─── SOURCE DATA
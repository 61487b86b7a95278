#![no_std]
#![no_main]

mod cli;
mod config;
mod hal_adapter;

use defmt::{info, unwrap};
use defmt_rtt as _;
use panic_probe as _;

use core::cell::RefCell;

use embassy_executor::Spawner;
use embassy_rp::bind_interrupts;
use embassy_rp::gpio::Flex;
use embassy_rp::peripherals::{UART0, UART1};
use embassy_rp::uart::{self, UartRx};
use embassy_sync::blocking_mutex::raw::NoopRawMutex;
use embassy_sync::channel::Channel;
use embassy_time::{Instant, Timer};
use static_cell::StaticCell;

use dshot_core::driver::Driver;
use dshot_core::serial::SerialTelemetryParser;

use crate::cli::Action;
use crate::config::{driver_config, pins, THROTTLE_MIN};
use crate::hal_adapter::{EmbassyCaptureEngine, EmbassyDirectionControl, EmbassyPulseEngine, SharedPin};

static SIGNAL_PIN: StaticCell<SharedPin<'static>> = StaticCell::new();
static CONSOLE_BYTES: Channel<NoopRawMutex, u8, 8> = Channel::new();

bind_interrupts!(struct Irqs {
    UART0_IRQ => uart::InterruptHandler<UART0>;
    UART1_IRQ => uart::InterruptHandler<UART1>;
});

/// Reads the opaque CLI byte stream and forwards each byte to the main
/// task, which owns the driver and so must be the one to act on it.
#[embassy_executor::task]
async fn console_task(mut rx: UartRx<'static, embassy_rp::uart::Async>) {
    let mut byte = [0u8; 1];
    loop {
        if rx.read(&mut byte).await.is_ok() {
            CONSOLE_BYTES.send(byte[0]).await;
        }
    }
}

/// Serial telemetry is only read in unidirectional builds; bidirectional
/// builds get their RPM feedback back over the same wire via GCR.
#[embassy_executor::task]
async fn serial_telemetry_task(mut rx: UartRx<'static, embassy_rp::uart::Async>) {
    let mut parser = SerialTelemetryParser::new();
    let mut byte = [0u8; 1];
    loop {
        if rx.read(&mut byte).await.is_ok() {
            parser.feed_byte(byte[0], Instant::now().as_millis() as u32);
            if let Some(record) = parser.consume_new_data() {
                info!(
                    "serial telemetry: {}C {}cV {}cA rpm={}",
                    record.temperature_c,
                    record.voltage_cv,
                    record.current_ca,
                    record.rpm_mechanical(config::MOTOR_POLE_PAIRS)
                );
            }
        }
    }
}

#[embassy_executor::main]
async fn main(spawner: Spawner) {
    let p = embassy_rp::init(Default::default());

    let signal_pin: &'static SharedPin<'static> =
        SIGNAL_PIN.init(RefCell::new(Flex::new(p.PIN_15)));
    let direction = EmbassyDirectionControl::new(signal_pin);
    let capture = EmbassyCaptureEngine::new(signal_pin);

    let t_bit_ticks = config::TIMER_HZ / config::DSHOT_SPEED.bit_rate_hz();
    let pulse = EmbassyPulseEngine::new(signal_pin, t_bit_ticks);

    let mut driver = Driver::new(pulse, direction, capture, driver_config());

    if !config::BIDIRECTIONAL {
        let uart_config = uart::Config::default();
        let rx = UartRx::new(p.UART0, p.PIN_5, Irqs, p.DMA_CH0, uart_config);
        unwrap!(spawner.spawn(serial_telemetry_task(rx)));
    }

    let console_rx = UartRx::new(p.UART1, p.PIN_1, Irqs, p.DMA_CH1, uart::Config::default());
    unwrap!(spawner.spawn(console_task(console_rx)));

    info!("motor-controller ready. {}", cli::HELP_TEXT);
    let _ = pins::TELEMETRY_UART_RX_PIN;
    let _ = pins::CONSOLE_UART_RX_PIN;

    let mut throttle = THROTTLE_MIN;
    loop {
        if let Ok(byte) = CONSOLE_BYTES.try_receive() {
            let (next_throttle, action) = cli::handle_byte(byte, throttle, &mut driver).await;
            throttle = next_throttle;
            if matches!(action, Action::Help) {
                info!("{}", cli::HELP_TEXT);
            }
        }

        driver.send_throttle(throttle);
        let now = Instant::now().as_millis() as u32;
        driver.poll(now);

        if driver.consume_telemetry_available() {
            let telemetry = driver.latest_telemetry();
            info!(
                "gcr telemetry: rpm_mech={} rpm_elec={} period={}",
                telemetry.rpm_mechanical, telemetry.rpm_electrical, telemetry.raw_period
            );
        }

        Timer::after_millis(1).await;
    }
}
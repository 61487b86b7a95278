//! Concrete bindings of `dshot_core::hal`'s traits onto embassy-rp.
//!
//! This is the board-wiring layer the core explicitly treats as an
//! external collaborator (clock bring-up, vendor registers, interrupt
//! vectors). The signal pin alternates between push-pull output (bit
//! timing driven off a free-running timer) and pulled-up input capture,
//! matching the half-duplex nature of the wire.
//!
//! Simplification versus the abstract design: `dshot_core`'s contract
//! calls for DMA-driven compare updates and DMA-driven input capture
//! sharing one timer channel. A real board would own a PWM slice for
//! transmit and switch its pin's alternate function to GPIO for receive;
//! embassy-rp's `Pwm` takes ownership of the pin for its own lifetime and
//! has no safe "hand the pin back" path, which conflicts with the
//! direction control switching the same pin to a plain input. This
//! adapter instead bit-bangs the duty sequence through the same `Flex`
//! pin both `EmbassyDirectionControl` and `EmbassyCaptureEngine` share,
//! timed off a free-running timer rather than a hardware compare
//! register. The [`dshot_core::hal::PulseEngine`]/
//! [`dshot_core::hal::CaptureEngine`] contract (arm once, poll for
//! completion) is unchanged; only what backs it inside `poll()` differs.

use core::cell::RefCell;

use defmt::warn;
use dshot_core::codec::FRAME_SLOTS;
use dshot_core::hal::{CaptureEngine, CaptureStatus, DirectionControl, PinMode, PulseEngine, PulseStatus};
use embassy_rp::gpio::{Flex, Level, Pull};
use embassy_time::Instant;
use static_assertions::assert_impl_all as assert_impl;

/// `DirectionControl`, `PulseEngine` and `CaptureEngine` are all driven
/// from the same poll loop, never reentrantly, so a plain `RefCell` (no
/// cross-core locking) is enough to let them share the one physical pin.
pub type SharedPin<'d> = RefCell<Flex<'d>>;

/// Timer-tick granularity the pulse/capture engines below operate at, a
/// stand-in for a free-running hardware timer shared with capture.
fn now_ticks() -> u32 {
    Instant::now().as_ticks() as u32
}

pub struct EmbassyPulseEngine<'a, 'd> {
    pin: &'a SharedPin<'d>,
    duty: [u32; FRAME_SLOTS],
    slot: usize,
    slot_deadline: u32,
    t_bit_ticks: u32,
}

impl<'a, 'd> EmbassyPulseEngine<'a, 'd> {
    pub fn new(pin: &'a SharedPin<'d>, t_bit_ticks: u32) -> Self {
        EmbassyPulseEngine {
            pin,
            duty: [0; FRAME_SLOTS],
            slot: FRAME_SLOTS,
            slot_deadline: 0,
            t_bit_ticks,
        }
    }

    fn drive_slot(&mut self) {
        let high_ticks = self.duty[self.slot];
        let mut pin = self.pin.borrow_mut();
        pin.set_level(if high_ticks > 0 { Level::High } else { Level::Low });
    }
}

impl<'a, 'd> PulseEngine for EmbassyPulseEngine<'a, 'd> {
    fn arm(&mut self, duty: &[u32; FRAME_SLOTS]) {
        self.duty = *duty;
        self.slot = 0;
        self.drive_slot();
        self.slot_deadline = now_ticks().wrapping_add(self.t_bit_ticks);
    }

    fn poll(&mut self) -> PulseStatus {
        if self.slot >= FRAME_SLOTS {
            return PulseStatus::Complete;
        }
        if now_ticks().wrapping_sub(self.slot_deadline) < u32::MAX / 2 {
            // Deadline reached; advance to the next slot's level.
            self.slot += 1;
            if self.slot < FRAME_SLOTS {
                self.drive_slot();
                self.slot_deadline = self.slot_deadline.wrapping_add(self.t_bit_ticks);
            } else {
                self.pin.borrow_mut().set_low();
            }
        }
        if self.slot >= FRAME_SLOTS {
            PulseStatus::Complete
        } else {
            PulseStatus::Pending
        }
    }
}

/// Reconfigures the shared signal pin between push-pull compare output
/// and pulled-up input capture.
pub struct EmbassyDirectionControl<'a, 'd> {
    pin: &'a SharedPin<'d>,
    mode: PinMode,
}

impl<'a, 'd> EmbassyDirectionControl<'a, 'd> {
    pub fn new(pin: &'a SharedPin<'d>) -> Self {
        EmbassyDirectionControl { pin, mode: PinMode::Output }
    }
}

impl<'a, 'd> DirectionControl for EmbassyDirectionControl<'a, 'd> {
    fn mode(&self) -> PinMode {
        self.mode
    }

    fn set_mode(&mut self, mode: PinMode) {
        let mut pin = self.pin.borrow_mut();
        match mode {
            PinMode::Output => {
                pin.set_as_output();
            }
            PinMode::Input => {
                pin.set_pull(Pull::Up);
                pin.set_as_input();
            }
        }
        self.mode = mode;
    }
}

const MAX_SAMPLES: usize = 32;

/// Polls the shared pin's level on a free-running timer and timestamps
/// each observed transition, standing in for DMA-driven edge capture.
pub struct EmbassyCaptureEngine<'a, 'd> {
    pin: &'a SharedPin<'d>,
    samples: [u16; MAX_SAMPLES],
    count: usize,
    last_level: bool,
    armed: bool,
}

impl<'a, 'd> EmbassyCaptureEngine<'a, 'd> {
    pub fn new(pin: &'a SharedPin<'d>) -> Self {
        EmbassyCaptureEngine {
            pin,
            samples: [0; MAX_SAMPLES],
            count: 0,
            last_level: true,
            armed: false,
        }
    }
}

impl<'a, 'd> CaptureEngine for EmbassyCaptureEngine<'a, 'd> {
    const MAX_SAMPLES: usize = MAX_SAMPLES;

    fn arm(&mut self) {
        self.count = 0;
        self.last_level = true;
        self.armed = true;
    }

    fn poll(&mut self) -> CaptureStatus {
        if !self.armed {
            return CaptureStatus::Pending;
        }
        let level = self.pin.borrow().is_high();
        if level != self.last_level {
            self.last_level = level;
            if self.count < MAX_SAMPLES {
                self.samples[self.count] = now_ticks() as u16;
                self.count += 1;
            } else {
                warn!("GCR capture buffer overrun");
                return CaptureStatus::Overrun;
            }
        }
        if self.count >= MAX_SAMPLES {
            CaptureStatus::Complete { count: self.count }
        } else {
            CaptureStatus::Pending
        }
    }

    fn disarm(&mut self) {
        self.armed = false;
    }

    fn samples(&self) -> &[u16] {
        &self.samples[..self.count]
    }
}

assert_impl!(EmbassyPulseEngine<'static, 'static>: PulseEngine);
assert_impl!(EmbassyDirectionControl<'static, 'static>: DirectionControl);
assert_impl!(EmbassyCaptureEngine<'static, 'static>: CaptureEngine);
──────
## EXERCISE
From the first line of the entries above to the line with "use crate::cli::Action;", please return every line exactly, keeping both ends.

## RESPONSE AREA
repository 61487b86b7a95278
#![no_std]
#![no_main]

mod cli;
mod config;
mod hal_adapter;

use defmt::{info, unwrap};
use defmt_rtt as _;
use panic_probe as _;

use core::cell::RefCell;

use embassy_executor::Spawner;
use embassy_rp::bind_interrupts;
use embassy_rp::gpio::Flex;
use embassy_rp::peripherals::{UART0, UART1};
use embassy_rp::uart::{self, UartRx};
use embassy_sync::blocking_mutex::raw::NoopRawMutex;
use embassy_sync::channel::Channel;
use embassy_time::{Instant, Timer};
use static_cell::StaticCell;

use dshot_core::driver::Driver;
use dshot_core::serial::SerialTelemetryParser;

use crate::cli::Action;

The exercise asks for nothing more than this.